Cornerstone: Mitigating Systems
Green. A self-revealing non-cited violation was identified for the licensees
failure to position the Unit 2 high pressure coolant injection (HPCI) system
turbine exhaust stop check valve in the open position following system
maintenance, in accordance with plant procedures. This resulted in failure of
the exhaust line rupture discs during testing, a primary containment isolation
of the system, and activation of the HPCI room fire protection system.
This finding is greater than minor because it is associated with system
configuration control and affected the mitigating availability of the HPCI system.
This finding was determined to be of very low safety significance (Green)
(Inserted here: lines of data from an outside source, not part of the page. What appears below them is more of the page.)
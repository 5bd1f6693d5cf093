//! In-memory registry adapters shared by the integration tests

#![allow(dead_code)]

use async_trait::async_trait;
use bytes::Bytes;
use futures::{StreamExt, TryStreamExt};
use pullthrough::config::{ProjectConfig, RegistryConfig, RegistryType};
use pullthrough::error::{ProxyError, Result};
use pullthrough::project::Project;
use pullthrough::registry::adapter::{
    AdapterFactory, BlobOracle, BlobStream, LocalRegistry, PulledManifest, RegistryAdapter,
};
use pullthrough::registry::manifest::{digest_of, Descriptor, Manifest, MEDIA_TYPE_OCTET_STREAM};
use pullthrough::registry::{ConfiguredRegistries, Registry};
use pullthrough::ProxyTiming;
use std::collections::{HashMap, HashSet};
use std::sync::atomic::{AtomicUsize, Ordering};
use std::sync::{Arc, Mutex};
use std::time::Duration;

pub fn init_test_tracing() {
    let _ = tracing_subscriber::fmt()
        .with_env_filter(tracing_subscriber::EnvFilter::from_default_env())
        .try_init();
}

/// Millisecond timing so wait loops finish quickly
pub fn fast_timing() -> ProxyTiming {
    ProxyTiming {
        max_wait: 3,
        max_manifest_wait: 2,
        sleep_interval_ms: 10,
        force_push_pause_ms: 5,
    }
}

pub fn registry_config(id: i64) -> RegistryConfig {
    RegistryConfig {
        id,
        name: format!("upstream-{}", id),
        url: "https://registry.example.com".to_string(),
        registry_type: RegistryType::DockerRegistry,
        credential: None,
        insecure: false,
    }
}

pub fn proxy_project(id: i64, name: &str, registry_id: i64) -> Project {
    Project::from(&ProjectConfig {
        id,
        name: name.to_string(),
        registry_id: Some(registry_id),
        storage_limit: -1,
        max_upstream_connections: 0,
    })
}

pub fn local_project(id: i64, name: &str) -> Project {
    Project::from(&ProjectConfig {
        id,
        name: name.to_string(),
        registry_id: None,
        storage_limit: -1,
        max_upstream_connections: 0,
    })
}

pub fn registries(ids: &[i64]) -> Arc<ConfiguredRegistries> {
    let configs: Vec<RegistryConfig> = ids.iter().map(|id| registry_config(*id)).collect();
    Arc::new(ConfiguredRegistries::new(&configs))
}

/// Image manifest JSON over the given config and layers
pub fn image_manifest(config: &Descriptor, layers: &[Descriptor]) -> Bytes {
    let doc = serde_json::json!({
        "schemaVersion": 2,
        "mediaType": "application/vnd.docker.distribution.manifest.v2+json",
        "config": config,
        "layers": layers,
    });
    Bytes::from(serde_json::to_vec(&doc).unwrap())
}

/// Manifest list JSON over the given children
pub fn manifest_list(children: &[Descriptor]) -> Bytes {
    let doc = serde_json::json!({
        "schemaVersion": 2,
        "mediaType": "application/vnd.docker.distribution.manifest.list.v2+json",
        "manifests": children,
    });
    Bytes::from(serde_json::to_vec(&doc).unwrap())
}

pub fn blob_descriptor(data: &[u8]) -> Descriptor {
    Descriptor::new(MEDIA_TYPE_OCTET_STREAM, digest_of(data), data.len() as u64)
}

#[derive(Debug, Clone)]
pub struct StoredManifest {
    pub media_type: String,
    pub payload: Bytes,
}

#[derive(Debug, Clone, PartialEq, Eq)]
pub struct ManifestPush {
    pub repository: String,
    pub tag: String,
    pub digest: String,
}

/// Registry held in memory. Serves as the upstream and as the local registry.
#[derive(Default)]
pub struct MemoryRegistry {
    manifests: Mutex<HashMap<String, StoredManifest>>,
    tags: Mutex<HashMap<(String, String), String>>,
    blobs: Mutex<HashMap<String, Bytes>>,
    /// Digests present without content, for existence-only checks
    present: Mutex<HashSet<String>>,
    /// Digests whose existence check fails
    broken: Mutex<HashSet<String>>,
    pub manifest_pushes: Mutex<Vec<ManifestPush>>,
    pub blob_pushes: Mutex<Vec<(String, String)>>,
    pub manifest_pulls: AtomicUsize,
    pub blob_pulls: AtomicUsize,
    pub deleted_tags: Mutex<Vec<(String, String)>>,
    /// Delay applied to every manifest push
    pub push_delay: Mutex<Duration>,
    /// Delay applied to every blob pull
    pub pull_delay: Mutex<Duration>,
    /// Existence checks per digest
    pub exist_checks: Mutex<HashMap<String, usize>>,
}

impl MemoryRegistry {
    pub fn new() -> Arc<Self> {
        Arc::new(Self::default())
    }

    pub fn add_manifest(&self, repository: &str, tag: &str, media_type: &str, payload: Bytes) -> String {
        let digest = digest_of(&payload);
        self.manifests.lock().unwrap().insert(
            digest.clone(),
            StoredManifest {
                media_type: media_type.to_string(),
                payload,
            },
        );
        if !tag.is_empty() {
            self.tags
                .lock()
                .unwrap()
                .insert((repository.to_string(), tag.to_string()), digest.clone());
        }
        digest
    }

    pub fn add_blob(&self, data: &[u8]) -> Descriptor {
        let desc = blob_descriptor(data);
        self.blobs
            .lock()
            .unwrap()
            .insert(desc.digest.clone(), Bytes::copy_from_slice(data));
        desc
    }

    pub fn add_blob_with_digest(&self, digest: &str, data: Bytes) {
        self.blobs.lock().unwrap().insert(digest.to_string(), data);
    }

    /// Mark a digest as present for existence checks only
    pub fn mark_present(&self, digest: &str) {
        self.present.lock().unwrap().insert(digest.to_string());
    }

    pub fn mark_broken(&self, digest: &str) {
        self.broken.lock().unwrap().insert(digest.to_string());
    }

    pub fn set_push_delay(&self, delay: Duration) {
        *self.push_delay.lock().unwrap() = delay;
    }

    pub fn set_pull_delay(&self, delay: Duration) {
        *self.pull_delay.lock().unwrap() = delay;
    }

    pub fn exist_count(&self, digest: &str) -> usize {
        self.exist_checks.lock().unwrap().get(digest).copied().unwrap_or(0)
    }

    pub fn manifest_push_count(&self) -> usize {
        self.manifest_pushes.lock().unwrap().len()
    }

    pub fn blob_push_count(&self) -> usize {
        self.blob_pushes.lock().unwrap().len()
    }

    pub fn last_manifest_push(&self) -> Option<ManifestPush> {
        self.manifest_pushes.lock().unwrap().last().cloned()
    }

    pub fn manifest_payload(&self, digest: &str) -> Option<Bytes> {
        self.manifests
            .lock()
            .unwrap()
            .get(digest)
            .map(|m| m.payload.clone())
    }

    pub fn has_blob(&self, digest: &str) -> bool {
        self.blobs.lock().unwrap().contains_key(digest)
    }
}

#[async_trait]
impl RegistryAdapter for MemoryRegistry {
    async fn pull_manifest(&self, repository: &str, reference: &str) -> Result<PulledManifest> {
        self.manifest_pulls.fetch_add(1, Ordering::SeqCst);
        let digest = match self
            .tags
            .lock()
            .unwrap()
            .get(&(repository.to_string(), reference.to_string()))
        {
            Some(digest) => digest.clone(),
            None => reference.to_string(),
        };
        let stored = self
            .manifests
            .lock()
            .unwrap()
            .get(&digest)
            .cloned()
            .ok_or_else(|| ProxyError::NotFound(format!("manifest {}:{}", repository, reference)))?;
        let manifest = Manifest::parse(Some(&stored.media_type), stored.payload)?;
        Ok(PulledManifest { manifest, digest })
    }

    async fn pull_blob(&self, _repository: &str, digest: &str) -> Result<(Descriptor, BlobStream)> {
        self.blob_pulls.fetch_add(1, Ordering::SeqCst);
        let delay = *self.pull_delay.lock().unwrap();
        if !delay.is_zero() {
            tokio::time::sleep(delay).await;
        }
        let data = self
            .blobs
            .lock()
            .unwrap()
            .get(digest)
            .cloned()
            .ok_or_else(|| ProxyError::NotFound(format!("blob {}", digest)))?;
        let desc = Descriptor::new(MEDIA_TYPE_OCTET_STREAM, digest, data.len() as u64);
        // Split into small chunks so the copy loop sees several reads
        let chunks: Vec<std::io::Result<Bytes>> = data
            .chunks(256)
            .map(|c| Ok(Bytes::copy_from_slice(c)))
            .collect();
        Ok((desc, futures::stream::iter(chunks).boxed()))
    }

    async fn push_manifest(
        &self,
        repository: &str,
        tag: &str,
        media_type: &str,
        payload: Bytes,
    ) -> Result<String> {
        let delay = *self.push_delay.lock().unwrap();
        if !delay.is_zero() {
            tokio::time::sleep(delay).await;
        }
        let digest = self.add_manifest(repository, tag, media_type, payload);
        self.manifest_pushes.lock().unwrap().push(ManifestPush {
            repository: repository.to_string(),
            tag: tag.to_string(),
            digest: digest.clone(),
        });
        Ok(digest)
    }

    async fn push_blob(&self, repository: &str, digest: &str, _size: u64, body: BlobStream) -> Result<()> {
        let chunks: Vec<Bytes> = body.try_collect().await?;
        let data: Vec<u8> = chunks.iter().flat_map(|c| c.iter().copied()).collect();
        self.add_blob_with_digest(digest, Bytes::from(data));
        self.blob_pushes
            .lock()
            .unwrap()
            .push((repository.to_string(), digest.to_string()));
        Ok(())
    }
}

#[async_trait]
impl BlobOracle for MemoryRegistry {
    async fn exist(&self, digest: &str, _project: Option<&str>) -> Result<bool> {
        *self
            .exist_checks
            .lock()
            .unwrap()
            .entry(digest.to_string())
            .or_insert(0) += 1;
        if self.broken.lock().unwrap().contains(digest) {
            return Err(ProxyError::Storage(format!("lookup of {} failed", digest)));
        }
        Ok(self.blobs.lock().unwrap().contains_key(digest)
            || self.manifests.lock().unwrap().contains_key(digest)
            || self.present.lock().unwrap().contains(digest))
    }
}

#[async_trait]
impl LocalRegistry for MemoryRegistry {
    async fn delete_tag(&self, repository: &str, tag: &str) -> Result<()> {
        self.tags
            .lock()
            .unwrap()
            .remove(&(repository.to_string(), tag.to_string()));
        self.deleted_tags
            .lock()
            .unwrap()
            .push((repository.to_string(), tag.to_string()));
        Ok(())
    }

    async fn stat_blob(&self, digest: &str) -> Result<Descriptor> {
        let size = self
            .blobs
            .lock()
            .unwrap()
            .get(digest)
            .map(|b| b.len() as u64)
            .ok_or_else(|| ProxyError::NotFound(format!("blob {}", digest)))?;
        Ok(Descriptor::new(MEDIA_TYPE_OCTET_STREAM, digest, size))
    }
}

/// Hands out the same upstream adapter for every registry, or fails when asked to
pub struct StaticFactory {
    pub upstream: Arc<MemoryRegistry>,
    pub fail: bool,
}

impl StaticFactory {
    pub fn new(upstream: Arc<MemoryRegistry>) -> Arc<Self> {
        Arc::new(Self {
            upstream,
            fail: false,
        })
    }

    pub fn failing(upstream: Arc<MemoryRegistry>) -> Arc<Self> {
        Arc::new(Self {
            upstream,
            fail: true,
        })
    }
}

impl AdapterFactory for StaticFactory {
    fn create(&self, registry: &Registry) -> Result<Arc<dyn RegistryAdapter>> {
        if self.fail {
            return Err(ProxyError::UpstreamUnavailable(format!(
                "no adapter for registry {}",
                registry.id
            )));
        }
        Ok(self.upstream.clone())
    }
}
because the HPCI system was returned to an operable status within the
Technical Specification allowed outage time. The finding was related to the
cross-cutting aspect of Human Performance because the cause was determined
to be due to plant operators using improper techniques in verifying the valves
position. Other contributing causes including operator knowledge deficiencies of
valve operation, failure to perform an independent check of valve position, and
the pre-job briefs limited scope were also related to Human Performance.
(Section 1R12)
Cornerstone: Initiating Events and Mitigating Systems
To Be Determined (TBD). A self-revealing finding was identified for an
inadequate design review of a Unit 2 reactor feed pump speed control
modification. The modification replaced the existing mechanical-hydraulic speed
control system with a digital speed control system. The system is powered by
internal power supplies that would fault, and thus cease to supply output power,
with one cycle of sensed abnormal supply voltage. As a result, the reactor feed
pumps would trip following a unit trip due to the supply voltage transient caused
by the swap of in-house loads from the unit auxiliary transformer to the startup
auxiliary transformer.
2
Enclosure
The finding is unresolved pending completion of a significance determination.
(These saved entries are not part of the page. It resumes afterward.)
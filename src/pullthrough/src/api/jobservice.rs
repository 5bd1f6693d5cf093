//! Job service dashboard: worker pools, workers, queues and schedules.

use crate::error::{ProxyError, Result};
use crate::server::AppState;
use axum::{
    extract::{Path, State},
    http::StatusCode,
    routing::{get, put},
    Json, Router,
};
use chrono::{DateTime, Utc};
use jobmonitor::{Queue, Schedule, Worker, WorkerPool};
use serde::{Deserialize, Serialize};

pub fn routes() -> Router<AppState> {
    Router::new()
        .route("/jobservice/pools", get(list_pools))
        .route("/jobservice/pools/:pool_id/workers", get(list_workers))
        .route("/jobservice/jobs/:job_id", put(stop_running_job))
        .route("/jobservice/queues", get(list_queues))
        .route("/jobservice/queues/:job_type", put(action_pending_jobs))
        .route("/schedules", get(list_schedules))
        .route("/schedules/:id", get(get_schedule).delete(delete_schedule))
        .route("/schedules/:id/paused", get(scheduler_status))
}

fn unix_time(secs: i64) -> DateTime<Utc> {
    DateTime::from_timestamp(secs, 0).unwrap_or_default()
}

#[derive(Debug, Serialize, Deserialize)]
pub struct WorkerPoolResponse {
    pub pid: i64,
    pub worker_pool_id: String,
    pub host: String,
    pub concurrency: i64,
    pub start_at: DateTime<Utc>,
    pub heartbeat_at: DateTime<Utc>,
}

impl From<WorkerPool> for WorkerPoolResponse {
    fn from(pool: WorkerPool) -> Self {
        Self {
            pid: pool.pid,
            worker_pool_id: pool.pool_id,
            host: pool.host,
            concurrency: pool.concurrency,
            start_at: unix_time(pool.start_at),
            heartbeat_at: unix_time(pool.heartbeat_at),
        }
    }
}

#[derive(Debug, Serialize, Deserialize)]
pub struct WorkerResponse {
    pub id: String,
    pub pool_id: String,
    pub job_name: String,
    pub job_id: String,
    pub args: String,
    pub start_at: DateTime<Utc>,
    pub checkin_at: DateTime<Utc>,
}

impl From<Worker> for WorkerResponse {
    fn from(worker: Worker) -> Self {
        Self {
            id: worker.worker_id,
            pool_id: worker.pool_id,
            job_name: worker.job_name,
            job_id: worker.job_id,
            args: worker.args,
            start_at: unix_time(worker.started_at),
            checkin_at: unix_time(worker.check_in_at),
        }
    }
}

#[derive(Debug, Serialize, Deserialize)]
pub struct JobQueueResponse {
    pub job_type: String,
    pub count: i64,
    pub latency: i64,
    pub paused: bool,
}

impl From<Queue> for JobQueueResponse {
    fn from(queue: Queue) -> Self {
        Self {
            job_type: queue.job_type,
            count: queue.count,
            latency: queue.latency,
            paused: queue.paused,
        }
    }
}

#[derive(Debug, Serialize, Deserialize)]
pub struct ScheduleResponse {
    pub id: i64,
    pub vendor_type: String,
    pub vendor_id: i64,
    pub cron: String,
    /// Extra attributes as a JSON string, empty when there are none
    pub extra_attrs: String,
    pub creation_time: DateTime<Utc>,
    pub update_time: DateTime<Utc>,
}

impl From<Schedule> for ScheduleResponse {
    fn from(schedule: Schedule) -> Self {
        let extra_attrs = match &schedule.extra_attrs {
            Some(attrs) => serde_json::to_string(attrs).unwrap_or_else(|e| {
                tracing::warn!(schedule_id = schedule.id, error = %e, "Failed to encode extra attributes");
                String::new()
            }),
            None => String::new(),
        };
        Self {
            id: schedule.id,
            vendor_type: schedule.vendor_type,
            vendor_id: schedule.vendor_id,
            cron: schedule.cron,
            extra_attrs,
            creation_time: schedule.creation_time,
            update_time: schedule.update_time,
        }
    }
}

#[derive(Debug, Serialize, Deserialize)]
pub struct SchedulerStatusResponse {
    pub paused: bool,
}

#[derive(Debug, Deserialize)]
pub struct ActionRequest {
    pub action: String,
}

/// Actions accepted on a pending job queue
#[derive(Debug, Clone, Copy, PartialEq, Eq)]
enum QueueAction {
    Stop,
    Pause,
    Resume,
}

impl std::str::FromStr for QueueAction {
    type Err = ProxyError;

    fn from_str(s: &str) -> Result<Self> {
        match s.to_lowercase().as_str() {
            "stop" => Ok(QueueAction::Stop),
            "pause" => Ok(QueueAction::Pause),
            "resume" => Ok(QueueAction::Resume),
            _ => Err(ProxyError::BadRequest("the action is not supported".to_string())),
        }
    }
}

/// GET /api/v2.0/jobservice/pools
async fn list_pools(State(state): State<AppState>) -> Result<Json<Vec<WorkerPoolResponse>>> {
    let pools = state.monitor.list_pools().await?;
    Ok(Json(pools.into_iter().map(Into::into).collect()))
}

/// GET /api/v2.0/jobservice/pools/{pool_id}/workers
async fn list_workers(
    State(state): State<AppState>,
    Path(pool_id): Path<String>,
) -> Result<Json<Vec<WorkerResponse>>> {
    let workers = state.monitor.list_workers(&pool_id).await?;
    Ok(Json(workers.into_iter().map(Into::into).collect()))
}

/// PUT /api/v2.0/jobservice/jobs/{job_id}
async fn stop_running_job(
    State(state): State<AppState>,
    Path(job_id): Path<String>,
    Json(request): Json<ActionRequest>,
) -> Result<StatusCode> {
    if !request.action.eq_ignore_ascii_case("stop") {
        return Err(ProxyError::BadRequest("the action is not supported".to_string()));
    }
    tracing::info!(job_id = %job_id, "Stop running job requested");
    state.monitor.stop_running_job(&job_id).await?;
    Ok(StatusCode::OK)
}

/// GET /api/v2.0/jobservice/queues
async fn list_queues(State(state): State<AppState>) -> Result<Json<Vec<JobQueueResponse>>> {
    let queues = state.monitor.list_queues().await?;
    Ok(Json(queues.into_iter().map(Into::into).collect()))
}

/// PUT /api/v2.0/jobservice/queues/{job_type}
async fn action_pending_jobs(
    State(state): State<AppState>,
    Path(job_type): Path<String>,
    Json(request): Json<ActionRequest>,
) -> Result<StatusCode> {
    let job_type = job_type.to_uppercase();
    let action: QueueAction = request.action.parse()?;
    tracing::info!(job_type = %job_type, action = ?action, "Job queue action requested");
    match action {
        QueueAction::Stop => state.monitor.stop_pending_job(&job_type).await?,
        QueueAction::Pause => state.monitor.pause_job_queues(&job_type, true).await?,
        QueueAction::Resume => state.monitor.pause_job_queues(&job_type, false).await?,
    }
    Ok(StatusCode::OK)
}

/// GET /api/v2.0/schedules
async fn list_schedules(State(state): State<AppState>) -> Result<Json<Vec<ScheduleResponse>>> {
    let schedules = state.monitor.list_schedules().await?;
    Ok(Json(schedules.into_iter().map(Into::into).collect()))
}

/// GET /api/v2.0/schedules/{id}
async fn get_schedule(
    State(state): State<AppState>,
    Path(id): Path<i64>,
) -> Result<Json<ScheduleResponse>> {
    let schedule = state.monitor.get_schedule(id).await?;
    Ok(Json(schedule.into()))
}

/// DELETE /api/v2.0/schedules/{id}
async fn delete_schedule(State(state): State<AppState>, Path(id): Path<i64>) -> Result<StatusCode> {
    state.monitor.delete_schedule(id).await?;
    Ok(StatusCode::OK)
}

/// GET /api/v2.0/schedules/{job_type}/paused
///
/// Only the scheduler's own flag is reported, whatever job type is named.
async fn scheduler_status(
    State(state): State<AppState>,
    Path(job_type): Path<String>,
) -> Result<Json<SchedulerStatusResponse>> {
    tracing::debug!(job_type = %job_type, "Scheduler status requested");
    let paused = state.monitor.scheduler_status().await?;
    Ok(Json(SchedulerStatusResponse { paused }))
}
This issue is greater than minor because, if left uncorrected, it would increase
the likelihood of initiating events caused by a loss of reactor feed pumps
following transients and affect the reliability and functional capability of the
reactor feed pumps to mitigate events (unit trips). The finding was determined to
have potential safety significance greater than very low because of the increased
likelihood of initiating events, resultant reduced functional capability of the
reactor feed pumps to mitigate events as a result, and the length of time the
condition existed. (Section 1R17)
B.
Licensee Identified Violations
A violation of very low safety significance, was identified by the licensee and has been
reviewed by the inspectors. Corrective actions taken or planned by the licensee have
been entered into the licensees corrective action program. This violation and corrective
action are listed in Section 4OA7 of this report.
Enclosure
REPORT DETAILS
Summary of Plant Status
Unit 1 began the report period operating at full power. On September 27, 2003, power was
reduced to approximately 50 percent to perform planned maintenance on the reactor feed
pumps and testing on the control rods and main steam isolation valves. The unit returned to
maximum power on September 29. On November 14, power was reduced to approximately 50
percent for planned maintenance, control rod scram solenoid pilot valve maintenance, and
surveillance testing. The unit returned to maximum power on November 16. Power was
reduced to approximately 50 percent on November 21 to troubleshoot speed control problems
on the A reactor feed pump. Full power was achieved on November 23 where it remained for
the duration of the inspection period.
Unit 2 began the report period operating at full power. On September 23, 2003, power was
reduced to approximately 50 percent to facilitate repairs to a main condenser tube leak. The
unit returned to full power on September 25. On November 4, Unit 2 tripped due to a loss of
main generator field. The loss of field was caused by the failure of the main generator
alternator brush/collector ring (see Section 4OA3 for additional details). Following repairs to the
main generator exciter, a unit startup was commenced on November 7, and maximum power
was achieved on November 9. On December 5, the unit reduced power to approximately 50
percent to facilitate a modification to the reactor feed pumps to supply the governors with an
uninterruptible power source (see Section 1R17 for details). The unit returned to maximum
power on December 8 where it remained for the duration of the inspection period.
1.
REACTOR SAFETY
Cornerstones: Initiating Events, Mitigating Systems, Barrier Integrity
1R01
Adverse Weather Protection
a. Inspection Scope
The inspectors assessed the effectiveness of the licensees cold weather protection
program as it related to ensuring that the facilitys diesel-driven fire pump, emergency
diesel generators, and condensate storage tank low level switches would remain
functional and available in cold weather conditions. In addition to reviewing the
licensees program-related documents and procedures, walkdowns were conducted of
the freeze protection equipment (e.g., heat tracing, area space heaters, etc.) associated
with the above systems/components. Licensee problem identification and resolution
was also assessed. This included review of Action Request (AR) 110949 which
documented that freeze protection preventive maintenance was not completed as
scheduled for Unit 2. Documents reviewed during the course of this inspection are
listed in the Attachment.
b. Findings
No findings of significance were identified.
2
Enclosure
1R04
Equipment Alignment
a. Inspection Scope
Partial System Walkdowns
The inspectors performed three partial walkdowns of the below listed systems to verify
that the systems were correctly aligned while the redundant train or system was
inoperable or out-of-service (OOS) or, for single train risk significant systems, while the
system was available in a standby condition. The inspectors assessed conditions such
as equipment alignment (i.e., valve positions, damper positions, and breaker alignment)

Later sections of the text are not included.